In a study published in the medical weekly the Lancet, the experts said the split of drugs into classes A, B or C was based on “prejudice and assumptions” and did not match the harm the substances cause.
The authors, led by Bristol University Professor of Psychopharmacology David Nutt, said tobacco and alcohol together accounted for 90 percent of all drug-related deaths in the UK.
“Our results ... emphasise that the exclusion of alcohol and tobacco from the Misuse of Drugs Act is, from a scientific perspective, arbitrary,” they wrote.
They said if the three-category classification was retained, alcohol should be ranked with heroin and cocaine in a revised class A — the most serious category.
Tobacco would be a class B drug, while cannabis would remain in the lowest class C category, alongside LSD and ecstasy — both currently ranked as class A narcotics.

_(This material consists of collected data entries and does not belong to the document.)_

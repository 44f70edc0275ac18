//! Puzzle rush: solve as many as possible within a time budget. Wrong
//! answers cost a fixed penalty. The caller owns the clock and reports
//! elapsed time through `elapse`.

use std::sync::Arc;
use std::time::Duration;

use rand::RngCore;
use serde::{Deserialize, Serialize};
use tracing::debug;

use super::{ModeController, ModeKind, RatingRamp, RunHistory, RunStats};
use crate::puzzle::Puzzle;
use crate::rating::RatingChange;
use crate::selector::Selector;
use crate::session::Attempt;

#[derive(Debug, Clone, Copy, PartialEq, Eq, Serialize, Deserialize)]
#[serde(rename_all = "camelCase")]
pub struct RushConfig {
    pub budget: Duration,
    pub penalty: Duration,
    pub ramp: RatingRamp,
}

impl Default for RushConfig {
    fn default() -> Self {
        Self {
            budget: Duration::from_secs(180),
            penalty: Duration::from_secs(5),
            ramp: RatingRamp::default(),
        }
    }
}

#[derive(Debug, Clone)]
pub struct Rush {
    config: RushConfig,
    remaining: Duration,
    history: RunHistory,
    stats: RunStats,
}

impl Rush {
    pub fn new(config: RushConfig) -> Self {
        Self {
            remaining: config.budget,
            config,
            history: RunHistory::default(),
            stats: RunStats::default(),
        }
    }

    pub fn remaining(&self) -> Duration {
        self.remaining
    }

    /// Subtract wall-clock time measured by the caller.
    pub fn elapse(&mut self, elapsed: Duration) {
        self.remaining = self.remaining.saturating_sub(elapsed);
    }

    pub fn target_rating(&self) -> i32 {
        self.config.ramp.target(self.stats.solved)
    }
}

impl ModeController for Rush {
    fn kind(&self) -> ModeKind {
        ModeKind::Rush
    }

    fn next_puzzle(&mut self, selector: &Selector<'_>, rng: &mut dyn RngCore) -> Option<Arc<Puzzle>> {
        if self.is_over() {
            return None;
        }
        let base = self.config.ramp.filters(self.stats.solved);
        let selection = self.history.draw(selector, base, rng)?;
        Some(self.history.serve(selection))
    }

    fn record(&mut self, attempt: &Attempt) -> Option<RatingChange> {
        self.stats.record(attempt.solved);
        if !attempt.solved {
            self.remaining = self.remaining.saturating_sub(self.config.penalty);
            debug!(remaining_ms = self.remaining.as_millis() as u64, "Rush penalty applied");
        }
        None
    }

    fn is_over(&self) -> bool {
        self.remaining.is_zero()
    }

    fn stats(&self) -> &RunStats {
        &self.stats
    }
}

#[cfg(test)]
mod tests {
    use super::*;
    use crate::modes::test_support::{attempt, ladder_corpus};
    use rand::SeedableRng;
    use rand_chacha::ChaCha8Rng;

    #[test]
    fn test_penalty_and_clock() {
        let index = ladder_corpus(3);
        let selector = Selector::new(&index);
        let mut rng = ChaCha8Rng::seed_from_u64(4);
        let mut rush = Rush::new(RushConfig {
            budget: Duration::from_secs(12),
            ..Default::default()
        });

        let puzzle = rush.next_puzzle(&selector, &mut rng).unwrap();
        assert_eq!(rush.record(&attempt(&puzzle, false)), None);
        assert_eq!(rush.remaining(), Duration::from_secs(7));

        rush.elapse(Duration::from_secs(3));
        assert_eq!(rush.remaining(), Duration::from_secs(4));
        assert!(!rush.is_over());

        let puzzle = rush.next_puzzle(&selector, &mut rng).unwrap();
        rush.record(&attempt(&puzzle, false));
        assert!(rush.is_over());
        assert_eq!(rush.remaining(), Duration::ZERO);
        assert!(rush.next_puzzle(&selector, &mut rng).is_none());
        assert_eq!(rush.stats().failed, 2);
    }

    #[test]
    fn test_solves_ramp_difficulty() {
        let index = ladder_corpus(3);
        let selector = Selector::new(&index);
        let mut rng = ChaCha8Rng::seed_from_u64(5);
        let mut rush = Rush::new(RushConfig::default());

        assert_eq!(rush.target_rating(), 800);
        for _ in 0..6 {
            let puzzle = rush.next_puzzle(&selector, &mut rng).unwrap();
            assert!((puzzle.rating - rush.target_rating()).abs() <= 200);
            rush.record(&attempt(&puzzle, true));
        }
        assert_eq!(rush.target_rating(), 1100);
        assert_eq!(rush.remaining(), Duration::from_secs(180));
    }

    #[test]
    fn test_clock_alone_ends_the_run() {
        let mut rush = Rush::new(RushConfig::default());
        rush.elapse(Duration::from_secs(179));
        assert!(!rush.is_over());
        rush.elapse(Duration::from_secs(5));
        assert!(rush.is_over());
    }
}
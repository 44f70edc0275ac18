/// Puzzle data model and rating/length classification

pub mod classify;

use serde::{Deserialize, Serialize};

pub use classify::{rating_bucket, LengthCategory, Tier};

/// Puzzle identifier as it appears in the corpus.
pub type PuzzleId = String;

/// A chess puzzle with a solution line
#[derive(Debug, Clone, PartialEq, Eq, Serialize, Deserialize)]
#[serde(rename_all = "camelCase")]
pub struct Puzzle {
    pub id: PuzzleId,
    /// FEN of the position before the setup move
    #[serde(alias = "fen")]
    pub starting_position: String,
    /// Coordinate moves: [opponent_setup, solver_move_1, opp_reply_1, solver_move_2, ...]
    #[serde(alias = "moves")]
    pub solution_moves: Vec<String>,
    pub rating: i32,
    #[serde(default)]
    pub themes: Vec<String>,
}

impl Puzzle {
    pub fn new(
        id: impl Into<String>,
        starting_position: impl Into<String>,
        solution_moves: &[&str],
        rating: i32,
        themes: &[&str],
    ) -> Self {
        Self {
            id: id.into(),
            starting_position: starting_position.into(),
            solution_moves: solution_moves.iter().map(|m| m.to_string()).collect(),
            rating,
            themes: themes.iter().map(|t| t.to_string()).collect(),
        }
    }

    /// Number of moves the solver has to find (odd indices: 1, 3, 5, ...)
    pub fn solver_move_count(&self) -> usize {
        self.solution_moves.len() / 2
    }

    /// The opponent's setup move, played before the solver's first turn
    pub fn setup_move(&self) -> Option<&str> {
        self.solution_moves.first().map(String::as_str)
    }

    /// Lowercased, de-duplicated themes in first-seen order
    pub fn normalized_themes(&self) -> Vec<String> {
        let mut seen = Vec::with_capacity(self.themes.len());
        for theme in &self.themes {
            let lower = theme.trim().to_lowercase();
            if !lower.is_empty() && !seen.contains(&lower) {
                seen.push(lower);
            }
        }
        seen
    }

    pub fn has_theme(&self, theme: &str) -> bool {
        let wanted = theme.trim();
        self.themes.iter().any(|t| t.trim().eq_ignore_ascii_case(wanted))
    }

    pub fn tier(&self) -> Option<Tier> {
        Tier::for_rating(self.rating)
    }

    pub fn length_category(&self) -> Option<LengthCategory> {
        LengthCategory::for_solver_moves(self.solver_move_count())
    }
}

In their study the authors asked two panels of drugs and addiction experts to rank 14 drugs by their physical harm to the user, the dependence they caused and the wider social damage they created.
The panels agreed that heroin and cocaine — both in the government’s most serious class A category — were the most harmful, but there was little agreement with the rest of the UK scale.
Alcohol, tobacco and solvents, all presently unclassified, were ranked as more harmful than class A drugs LSD, ecstasy and its variant 4-MTA.
“The fact that the two most widely used legal drugs lie in the upper half of the ranking of harm is surely important information that should be taken into account in public debate on illegal drug use,” the Lancet study authors wrote.
“Discussions based on a formal assessment of harm rather than on prejudice and assumptions might help society to engage in a more rational debate about the relative risks and harms of drugs,” they added.
The other authors of the Lancet study were Medical Research Council Chief Executive Colin Blakemore, Leslie King of the Forensic Science Service and William Saulsbury of the Police Foundation.
Home Office Minister Vernon Coaker said the government’s drugs priority was harm reduction, cutting drug misuse by 21 percent over the past nine years with a 7.5 billion pound programme of enforcement, education and treatment.
“We have no intention of reviewing the drug classification system,” he said.
Earlier this month a study by the Royal Society of Arts said Britain’s drugs laws were driven by “moral panic” and should be replaced by a more flexible system.
Home Secretary Charles Clarke promised a review of the drugs classification scheme in January last year, but was sacked shortly afterwards in a row over foreign prisoners.
By October the Home Office said it had concluded that controlling the supply of drugs was more important than changing their classification.